Tax obligations for SIP


I am confused as to what my tax obligation is for mutual fund investment made by me during the financial year using a systematic investment plan. Please help.


Equity based mutual funds which are held for more than one year come under long term capital gains. Since as long term capital gain tax obligation for mutual fund units held by any investor for more than one year is nil, the effective tax obligation is zero.

The 12 month period has to be calculated from the date of investment for each unit. This is the reason that Tax calculations for mutual funds using a systematic investment plan can be complicated for the average investor
To make is simple, you must consider each monthly investment or each SIP as a one unique investment. In other word each SIP must be considered as one unique investment. Every unit of mutual fund comes with a date of allocation of the net asset value for that particular unit.

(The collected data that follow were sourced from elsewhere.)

use std::{
    fs::{self, File},
    io::{self, ErrorKind, Write},
    path::{Path, PathBuf},
};

use chrono::Utc;
use core_model::{StoreError, StoreResult};
use serde_json::Value;
use tracing::{debug, info, warn};

use crate::{
    backup::{self, BackupInfo},
    layout,
    lock::{FileLock, LockManager},
};

#[derive(Debug, Clone)]
pub struct WriteOutcome {
    pub path: PathBuf,
    pub bytes_written: usize,
    /// Copy of the previous file, retained for the caller to keep or drop.
    pub backup: Option<BackupInfo>,
}

#[cfg(test)]
#[derive(Debug, Clone, Copy, PartialEq, Eq)]
pub(crate) enum FaultPoint {
    AfterTempWrite,
    BeforeRename,
}

/// Structural check applied before and after a record is written: a JSON
/// object with a non-empty `version` and a `messages` or `entries` array.
pub fn validate_record_bytes(bytes: &[u8]) -> StoreResult<()> {
    let value: Value = serde_json::from_slice(bytes)?;
    let Some(obj) = value.as_object() else {
        return Err(StoreError::validation("record must be a json object"));
    };
    match obj.get("version") {
        Some(Value::String(v)) if !v.is_empty() => {}
        _ => return Err(StoreError::validation("record has no schema version")),
    }
    let has_messages = obj.get("messages").is_some_and(Value::is_array);
    let has_entries = obj.get("entries").is_some_and(Value::is_array);
    if !has_messages && !has_entries {
        return Err(StoreError::validation(
            "record has neither a messages nor an entries array",
        ));
    }
    Ok(())
}

fn write_synced(path: &Path, content: &[u8]) -> io::Result<()> {
    let mut file = File::create(path)?;
    file.write_all(content)?;
    file.sync_all()
}

/// Writes records through a temp file that is verified before it replaces the
/// destination. The destination is only ever touched by the final rename.
#[derive(Debug, Clone, Default)]
pub struct AtomicWriter {
    locks: LockManager,
    #[cfg(test)]
    fail_at: Option<FaultPoint>,
}

impl AtomicWriter {
    pub fn new(locks: LockManager) -> Self {
        Self {
            locks,
            #[cfg(test)]
            fail_at: None,
        }
    }

    pub fn locks(&self) -> &LockManager {
        &self.locks
    }

    #[cfg(test)]
    pub(crate) fn fail_at(mut self, point: FaultPoint) -> Self {
        self.fail_at = Some(point);
        self
    }

    #[cfg(test)]
    fn inject(&self, point: FaultPoint) -> StoreResult<()> {
        if self.fail_at == Some(point) {
            return Err(StoreError::io(
                PathBuf::from("<injected>"),
                io::Error::other(format!("injected failure at {point:?}")),
            ));
        }
        Ok(())
    }

    pub fn write(
        &self,
        path: &Path,
        content: &[u8],
        operation_id: &str,
        make_backup: bool,
    ) -> StoreResult<WriteOutcome> {
        self.write_with(path, operation_id, make_backup, |_, _| Ok(Some(content.to_vec())))?
            .ok_or_else(|| StoreError::io(path, io::Error::other("write produced no content")))
    }

    /// Like [`AtomicWriter::write`], but the content is produced under the
    /// lock by `build`. It receives the current file bytes, read after the
    /// lock was taken, and the path the backup will be written to (when one
    /// will be taken) so it can be recorded in the content. Returning
    /// `Ok(None)` leaves the file alone and yields `Ok(None)`.
    pub fn write_with<F>(
        &self,
        path: &Path,
        operation_id: &str,
        make_backup: bool,
        build: F,
    ) -> StoreResult<Option<WriteOutcome>>
    where
        F: FnOnce(Option<&[u8]>, Option<&Path>) -> StoreResult<Option<Vec<u8>>>,
    {
        let lock = self.locks.acquire(path, operation_id)?;
        let temp = layout::temp_path(path, operation_id);
        let result = self.write_locked(path, &temp, operation_id, make_backup, build);
        self.finalize(&temp, &lock);
        match &result {
            Ok(Some(outcome)) => info!(
                path = %path.display(),
                operation_id,
                bytes = outcome.bytes_written,
                backup = outcome.backup.is_some(),
                "record written"
            ),
            Ok(None) => debug!(path = %path.display(), operation_id, "nothing to write"),
            Err(e) => warn!(path = %path.display(), operation_id, error = %e, "record write failed"),
        }
        result
    }

    fn write_locked<F>(
        &self,
        path: &Path,
        temp: &Path,
        operation_id: &str,
        make_backup: bool,
        build: F,
    ) -> StoreResult<Option<WriteOutcome>>
    where
        F: FnOnce(Option<&[u8]>, Option<&Path>) -> StoreResult<Option<Vec<u8>>>,
    {
        let current = match fs::read(path) {
            Ok(bytes) => Some(bytes),
            Err(e) if e.kind() == ErrorKind::NotFound => None,
            Err(e) => return Err(StoreError::io(path, e)),
        };
        let planned_backup = (make_backup && current.is_some())
            .then(|| layout::backup_path(path, operation_id, Utc::now().timestamp()));
        let Some(content) = build(current.as_deref(), planned_backup.as_deref())? else {
            return Ok(None);
        };
        validate_record_bytes(&content)?;

        let backup = match &planned_backup {
            Some(at) => backup::create_backup_at(path, at, operation_id)?,
            None => None,
        };

        write_synced(temp, &content).map_err(|e| StoreError::io(temp, e))?;
        #[cfg(test)]
        self.inject(FaultPoint::AfterTempWrite)?;

        let reread = fs::read(temp).map_err(|e| StoreError::io(temp, e))?;
        if reread != content {
            return Err(StoreError::io(
                temp,
                io::Error::other("temp file does not match written content"),
            ));
        }
        validate_record_bytes(&reread)?;
        #[cfg(test)]
        self.inject(FaultPoint::BeforeRename)?;

        fs::rename(temp, path).map_err(|e| StoreError::io(path, e))?;
        Ok(Some(WriteOutcome {
            path: path.to_path_buf(),
            bytes_written: content.len(),
            backup,
        }))
    }

    /// Best effort; never changes the outcome of the operation it follows.
    fn finalize(&self, temp: &Path, lock: &FileLock) {
        match fs::remove_file(temp) {
            Ok(()) => debug!(temp = %temp.display(), "temp file removed"),
            Err(e) if e.kind() == ErrorKind::NotFound => {}
            Err(e) => warn!(temp = %temp.display(), error = %e, "failed to remove temp file"),
        }
        if let Err(e) = self.locks.release(lock) {
            warn!(lock = %lock.lock_path().display(), error = %e, "failed to release lock");
        }
    }

    /// Restores `path` from a verified backup. A backup whose checksum does
    /// not match its metadata is never restored.
    pub fn rollback(&self, path: &Path, backup_path: &Path, operation_id: &str) -> StoreResult<()> {
        let lock = self.locks.acquire(path, operation_id)?;
        let temp = layout::temp_path(path, operation_id);
        let result = (|| {
            let (_meta, bytes) = backup::verify_backup(backup_path)?;
            write_synced(&temp, &bytes).map_err(|e| StoreError::io(&temp, e))?;
            fs::rename(&temp, path).map_err(|e| StoreError::io(path, e))?;
            if !path.exists() {
                return Err(StoreError::io(
                    path,
                    io::Error::new(ErrorKind::NotFound, "restored file missing after rollback"),
                ));
            }
            Ok(())
        })();
        self.finalize(&temp, &lock);
        match &result {
            Ok(()) => info!(path = %path.display(), backup = %backup_path.display(), "record rolled back"),
            Err(e) => warn!(path = %path.display(), backup = %backup_path.display(), error = %e, "rollback failed"),
        }
        result
    }

    /// Temp-then-rename write for the collection index, which is not a record
    /// and skips record validation.
    pub fn write_index(&self, path: &Path, value: &Value, operation_id: &str) -> StoreResult<()> {
        let lock = self.locks.acquire(path, operation_id)?;
        let temp = layout::temp_path(path, operation_id);
        let result = (|| {
            let bytes = serde_json::to_vec_pretty(value)?;
            write_synced(&temp, &bytes).map_err(|e| StoreError::io(&temp, e))?;
            fs::rename(&temp, path).map_err(|e| StoreError::io(path, e))
        })();
        self.finalize(&temp, &lock);
        result
    }

    /// Removes temp files left behind by interrupted writes whose record is
    /// no longer locked. Returns how many were removed.
    pub fn sweep_temp_files(&self, dir: &Path) -> StoreResult<usize> {
        let entries = match fs::read_dir(dir) {
            Ok(entries) => entries,
            Err(e) if e.kind() == ErrorKind::NotFound => return Ok(0),
            Err(e) => return Err(StoreError::io(dir, e)),
        };
        let mut removed = 0;
        for path in entries.flatten().map(|e| e.path()) {
            if !layout::is_temp_file(&path) {
                continue;
            }
            let Some(target) = layout::target_of_temp(&path) else {
                continue;
            };
            if self.locks.is_held(&target) {
                continue;
            }
            match fs::remove_file(&path) {
                Ok(()) => removed += 1,
                Err(e) => warn!(temp = %path.display(), error = %e, "failed to sweep temp file"),
            }
        }
        Ok(removed)
    }
}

For example if you have made 50 SIPs, there would be 50 unique blocks in the folio. To get your tax obligation you should check the 12 month limit for each such block. The long term units of those which have been invested for more than 12 months would carry no tax obligations while units with holding period of less than one year would qualify for short term capital gains tax.

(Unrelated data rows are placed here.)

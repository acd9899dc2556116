//! Crash-safe file primitives for conversation records: advisory sidecar
//! locks, temp-then-rename writes with verification, and checksummed backups
//! that can be rolled back.

mod atomic;
pub mod backup;
pub mod layout;
mod lock;

pub use atomic::{AtomicWriter, WriteOutcome, validate_record_bytes};
pub use backup::{BackupInfo, BackupMeta};
pub use lock::{DEFAULT_LOCK_TIMEOUT, FileLock, LockInfo, LockManager, LockState};

#[cfg(test)]
pub(crate) fn tempdir() -> std::path::PathBuf {
    use std::sync::atomic::{AtomicU64, Ordering};
    static COUNTER: AtomicU64 = AtomicU64::new(0);
    let id = COUNTER.fetch_add(1, Ordering::Relaxed);
    let dir = std::env::temp_dir().join(format!("chronik_store_{}_{}", std::process::id(), id));
    let _ = std::fs::remove_dir_all(&dir);
    std::fs::create_dir_all(&dir).unwrap();
    dir
}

The taxation of SIP investments depends on the nature and tenure of the investment. The tax treatment of equities, debt, or a mix of both will vary. While equity Mutual Funds are the most tax-friendly ones, debt funds attract tax on both short and long-term returns. A Mutual Fund is treated like an equity scheme, from a tax point of view, only when more than 65% of the total portfolio is invested in equities.

In case of SIPs in equity Mutual Funds, the returns that you earn after one year of investment are taxed at 10% and are treated as long-term capital gains (LTCG). The profit booked before the completion of one year is treated as a short-term capital gain (STCG) and is taxed at 15%.
If a debt Mutual Fund SIP is held for more than three years, the returns are treated as a long-term capital gain. Profit earned in less than three years is treated as a short-term capital gain. While the LTCG for debt funds is taxed at 20% with indexation benefit, the STCG is taxed as per the respective Income Tax slab rate of the investor.

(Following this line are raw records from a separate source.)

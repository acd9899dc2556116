use std::{
    fs,
    io::ErrorKind,
    path::{Path, PathBuf},
    time::Instant,
};

use chrono::Utc;
use core_model::{
    CURRENT_SCHEMA_VERSION, ConversationRecord, EngineKind, HistoryEngine, ListItem, ListOptions,
    ListSort, Message, SaveOutcome, SearchHit, StoreError, StoreResult,
};
use migrate::{
    AmbiguousPolicy, MigrationOptions, MigrationPhase, MigrationSummary, migrate_collection,
    upgrade_document, validate_record,
};
use read_cache::{CacheStats, ReadCache};
use reconcile::{DiagnosticsProvider, FileReader, ReconcileOptions, ReconcileReport, reconcile};
use serde_json::{Value, json};
use store_fs::{
    AtomicWriter, BackupInfo, LockManager,
    backup::{self, list_backups, verify_backup},
    layout,
};
use tracing::{debug, info, warn};

use crate::{EngineConfig, health, health::CollectionHealth, listing};

const SNIPPET_CONTEXT: usize = 40;

/// JSON-document-per-conversation store rooted at one collection directory.
#[derive(Debug)]
pub struct JsonHistoryStore {
    root: PathBuf,
    config: EngineConfig,
    writer: AtomicWriter,
    cache: ReadCache<ConversationRecord>,
}

fn check_id(id: &str) -> StoreResult<&str> {
    let id = id.strip_suffix(layout::RECORD_SUFFIX).unwrap_or(id);
    if id.is_empty() || id.contains(['/', '\\']) || id.starts_with('.') {
        return Err(StoreError::validation(format!("invalid conversation id: {id:?}")));
    }
    Ok(id)
}

fn snippet(text: &str, at: usize, len: usize) -> String {
    let mut start = at.saturating_sub(SNIPPET_CONTEXT);
    while !text.is_char_boundary(start) {
        start -= 1;
    }
    let mut end = (at + len + SNIPPET_CONTEXT).min(text.len());
    while !text.is_char_boundary(end) {
        end += 1;
    }
    let mut out = text[start..end].replace('\n', " ");
    if start > 0 {
        out.insert_str(0, "...");
    }
    if end < text.len() {
        out.push_str("...");
    }
    out
}

impl JsonHistoryStore {
    /// First phase of startup: makes sure `root` is a usable collection
    /// directory and reports leftovers from interrupted writes. Never migrates
    /// or repairs anything.
    pub fn open(root: &Path, config: EngineConfig) -> StoreResult<Self> {
        match fs::metadata(root) {
            Ok(meta) if !meta.is_dir() => {
                return Err(StoreError::validation(format!(
                    "{} is not a directory",
                    root.display()
                )));
            }
            Ok(_) => {}
            Err(e) if e.kind() == ErrorKind::NotFound => {
                fs::create_dir_all(root).map_err(|e| StoreError::io(root, e))?;
            }
            Err(e) => return Err(StoreError::io(root, e)),
        }
        let store = Self {
            root: root.to_path_buf(),
            config,
            writer: AtomicWriter::new(LockManager::new(config.lock_timeout)),
            cache: ReadCache::new(config.cache),
        };
        let health = store.health()?;
        for lock in &health.stale_locks {
            warn!(lock = %lock.display(), "stale lock found");
        }
        if !health.temp_files.is_empty() {
            warn!(count = health.temp_files.len(), "temp files left by interrupted writes");
        }
        info!(
            root = %root.display(),
            records = health.records,
            pending_migrations = health.pending_migrations(),
            "history store opened"
        );
        Ok(store)
    }

    pub fn root(&self) -> &Path {
        &self.root
    }

    pub fn config(&self) -> &EngineConfig {
        &self.config
    }

    pub fn cache_stats(&self) -> CacheStats {
        self.cache.stats()
    }

    pub fn record_path(&self, id: &str) -> StoreResult<PathBuf> {
        Ok(layout::record_path(&self.root, check_id(id)?))
    }

    fn index_path(&self) -> PathBuf {
        self.root.join(layout::INDEX_FILE)
    }

    fn cache_key(path: &Path) -> String {
        path.display().to_string()
    }

    /// Second phase of startup, run only when the caller asks: migrates every
    /// legacy record in the collection.
    pub fn migrate_if_needed(&mut self, dry_run: bool, parallel: bool) -> StoreResult<MigrationSummary> {
        let opts = MigrationOptions {
            dry_run,
            parallel,
            ambiguous: self.config.ambiguous,
        };
        let started = Instant::now();
        let summary = migrate_collection(&self.writer, &self.root, &opts, |phase| match phase {
            MigrationPhase::Migrating { file_count } => debug!(file_count, "migrating collection"),
            MigrationPhase::FileDone { file, ok } => debug!(file = %file.display(), ok, "file processed"),
            _ => {}
        })?;
        if summary.migrated_count > 0 {
            self.cache.clear();
        }
        info!(
            scanned = summary.scanned,
            migrated = summary.migrated_count,
            pending = summary.pending_count,
            failed = summary.failed_count,
            elapsed = ?started.elapsed(),
            dry_run,
            "migration finished"
        );
        Ok(summary)
    }

    pub fn health(&self) -> StoreResult<CollectionHealth> {
        health::scan(&self.root, self.writer.locks())
    }

    /// Removes temp files whose write is no longer in progress.
    pub fn sweep_temp_files(&self) -> StoreResult<usize> {
        self.writer.sweep_temp_files(&self.root)
    }

    /// Next free numeric id in the collection.
    pub fn next_id(&self) -> StoreResult<String> {
        let max = layout::collect_record_files(&self.root)?
            .iter()
            .filter_map(|p| layout::record_id(p)?.parse::<u64>().ok())
            .max()
            .unwrap_or(0);
        Ok((max + 1).to_string())
    }

    /// Most recently saved conversation, from the collection index. Falls
    /// back to the newest record when the index is missing or points at a
    /// record that no longer exists.
    pub fn latest(&self) -> StoreResult<Option<String>> {
        let index = self.index_path();
        match fs::read(&index) {
            Ok(bytes) => {
                let indexed = serde_json::from_slice::<Value>(&bytes)
                    .ok()
                    .and_then(|v| v.get("latest_filename")?.as_str().map(ToOwned::to_owned));
                if let Some(filename) = indexed
                    && self.root.join(&filename).exists()
                {
                    return Ok(filename
                        .strip_suffix(layout::RECORD_SUFFIX)
                        .map(ToOwned::to_owned));
                }
            }
            Err(e) if e.kind() == ErrorKind::NotFound => {}
            Err(e) => return Err(StoreError::io(&index, e)),
        }
        let newest = listing::list_dir(
            &self.root,
            &ListOptions {
                limit: Some(1),
                sort: ListSort::UpdatedDesc,
                include_broken: false,
            },
        )?;
        Ok(newest.into_iter().next().map(|item| item.id))
    }

    fn write_index(&self, latest: Option<&str>, operation_id: &str) {
        let value = json!({
            "latest_filename": latest,
            "updated_at": Utc::now().to_rfc3339(),
        });
        if let Err(e) = self.writer.write_index(&self.index_path(), &value, operation_id) {
            warn!(error = %e, "failed to update collection index");
        }
    }

    pub fn backups(&self, id: &str) -> StoreResult<Vec<BackupInfo>> {
        list_backups(&self.record_path(id)?)
    }

    /// Rolls `id` back to `backup`, or to the newest backup that passes
    /// verification. Returns the backup used.
    pub fn restore_backup(&mut self, id: &str, backup: Option<&Path>) -> StoreResult<PathBuf> {
        let path = self.record_path(id)?;
        let chosen = match backup {
            Some(b) => b.to_path_buf(),
            None => list_backups(&path)?
                .into_iter()
                .find(|b| match verify_backup(&b.path) {
                    Ok(_) => true,
                    Err(e) => {
                        warn!(backup = %b.path.display(), error = %e, "skipping unverifiable backup");
                        false
                    }
                })
                .map(|b| b.path)
                .ok_or_else(|| StoreError::NotFound(format!("no verified backup for {id}")))?,
        };
        self.writer
            .rollback(&path, &chosen, &layout::new_operation_id())?;
        self.cache.invalidate(&Self::cache_key(&path));
        Ok(chosen)
    }

    pub fn prune_backups(&self, older_than: chrono::Duration) -> StoreResult<usize> {
        let removed = backup::prune_backups(&self.root, older_than)?;
        info!(removed, "backups pruned");
        Ok(removed)
    }

    /// Loads `id` and reconciles its tool history against current files.
    pub fn reconcile_conversation(
        &mut self,
        id: &str,
        opts: &ReconcileOptions,
        reader: &dyn FileReader,
        diagnostics: &dyn DiagnosticsProvider,
    ) -> StoreResult<(Vec<Message>, ReconcileReport)> {
        let record = self.load(id)?;
        Ok(reconcile(&record.messages, opts, reader, diagnostics))
    }
}

impl HistoryEngine for JsonHistoryStore {
    fn kind(&self) -> EngineKind {
        EngineKind::Json
    }

    /// Stamps and atomically writes `record`. An empty filename allocates the
    /// next numeric id.
    fn save(&mut self, record: &mut ConversationRecord) -> StoreResult<SaveOutcome> {
        if record.filename.is_empty() {
            record.filename = format!("{}{}", self.next_id()?, layout::RECORD_SUFFIX);
        }
        let id = check_id(record.id())?.to_string();
        let path = layout::record_path(&self.root, &id);
        let now = Utc::now().to_rfc3339();
        record.version = CURRENT_SCHEMA_VERSION.to_string();
        record.filename = format!("{id}{}", layout::RECORD_SUFFIX);
        record.timestamp = now.clone();
        if record.created_at.is_none() {
            record.created_at = Some(now);
        }
        validate_record(record)?;
        let bytes = serde_json::to_vec_pretty(record)?;

        let operation_id = layout::new_operation_id();
        let outcome = self.writer.write(&path, &bytes, &operation_id, true)?;
        self.cache.invalidate(&Self::cache_key(&path));
        self.write_index(Some(record.filename.as_str()), &operation_id);

        let backup_path = match outcome.backup {
            Some(b) if self.config.keep_backups => Some(b.path),
            Some(b) => {
                if let Err(e) = backup::remove_backup(&b) {
                    warn!(backup = %b.path.display(), error = %e, "failed to remove save backup");
                }
                None
            }
            None => None,
        };
        Ok(SaveOutcome {
            id,
            path,
            bytes_written: outcome.bytes_written,
            backup_path,
        })
    }

    /// Cached records are only served when they were parsed from the bytes
    /// currently on disk. Legacy records are upgraded in memory, not written.
    fn load(&mut self, id: &str) -> StoreResult<ConversationRecord> {
        let path = self.record_path(id)?;
        let bytes = match fs::read(&path) {
            Ok(bytes) => bytes,
            Err(e) if e.kind() == ErrorKind::NotFound => {
                return Err(StoreError::NotFound(id.to_string()));
            }
            Err(e) => return Err(StoreError::io(&path, e)),
        };
        let key = Self::cache_key(&path);
        if let Some(record) = self.cache.get(&key, Some(&bytes)) {
            debug!(id, "cache hit");
            return Ok(record);
        }
        let value: Value = serde_json::from_slice(&bytes)?;
        let (mut record, format) = upgrade_document(value, AmbiguousPolicy::PreferMessages)?;
        if record.filename.is_empty() {
            record.filename = format!("{}{}", check_id(id)?, layout::RECORD_SUFFIX);
        }
        validate_record(&record)?;
        if format.needs_migration() {
            debug!(id, %format, "legacy record upgraded in memory");
        }
        self.cache.set(&key, record.clone(), &bytes);
        Ok(record)
    }

    fn list(&self, opts: &ListOptions) -> StoreResult<Vec<ListItem>> {
        listing::list_dir(&self.root, opts)
    }

    fn delete(&mut self, id: &str) -> StoreResult<()> {
        let path = self.record_path(id)?;
        if !path.exists() {
            return Err(StoreError::NotFound(id.to_string()));
        }
        let operation_id = layout::new_operation_id();
        let lock = self.writer.locks().acquire(&path, &operation_id)?;
        let removed = fs::remove_file(&path).map_err(|e| StoreError::io(&path, e));
        if let Err(e) = self.writer.locks().release(&lock) {
            warn!(lock = %lock.lock_path().display(), error = %e, "failed to release lock");
        }
        removed?;
        self.cache.invalidate(&Self::cache_key(&path));

        let filename = format!("{}{}", check_id(id)?, layout::RECORD_SUFFIX);
        let was_latest = fs::read(self.index_path())
            .ok()
            .and_then(|b| serde_json::from_slice::<Value>(&b).ok())
            .is_some_and(|v| v.get("latest_filename").and_then(Value::as_str) == Some(&filename));
        if was_latest {
            let next = self.latest()?.map(|id| format!("{id}{}", layout::RECORD_SUFFIX));
            self.write_index(next.as_deref(), &operation_id);
        }
        info!(id, "conversation deleted");
        Ok(())
    }

    /// Case-insensitive substring scan over message text, newest
    /// conversations first.
    fn search(&mut self, query: &str, limit: usize) -> StoreResult<Vec<SearchHit>> {
        let needle = query.trim().to_lowercase();
        if needle.is_empty() || limit == 0 {
            return Ok(Vec::new());
        }
        let mut hits = Vec::new();
        for item in self.list(&ListOptions::default())? {
            let record = match self.load(&item.id) {
                Ok(record) => record,
                Err(e) => {
                    warn!(id = %item.id, error = %e, "skipping unreadable record in search");
                    continue;
                }
            };
            for msg in &record.messages {
                let text = msg.content.as_text();
                let lower = text.to_lowercase();
                let Some(at) = lower.find(&needle) else {
                    continue;
                };
                let snippet = if lower.len() == text.len() {
                    snippet(&text, at, needle.len())
                } else {
                    snippet(&lower, at, needle.len())
                };
                hits.push(SearchHit {
                    id: item.id.clone(),
                    title: record.title.clone(),
                    message_uuid: msg.uuid.clone(),
                    role: msg.role,
                    snippet,
                });
                if hits.len() >= limit {
                    return Ok(hits);
                }
            }
        }
        Ok(hits)
    }
}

Each SIP instalment you invest will mature for LTCG on the completion of one and three years from the date of investment for equity and debt-oriented schemes respectively. The tenure is ascertained on the day of redemption.

The tax structure of a hybrid fund depends on whether it is equity-oriented (with more than 65% investment in equities) or debt-oriented (less than 65% invested in debt). Read the terms and conditions carefully to find out whether it qualifies as an equity or a debt scheme.

In case you have opted for the dividend option, such incomes don’t get taxed in the hands of the investors in equity funds. For debt funds, the taxation rate for dividends is 28.84%.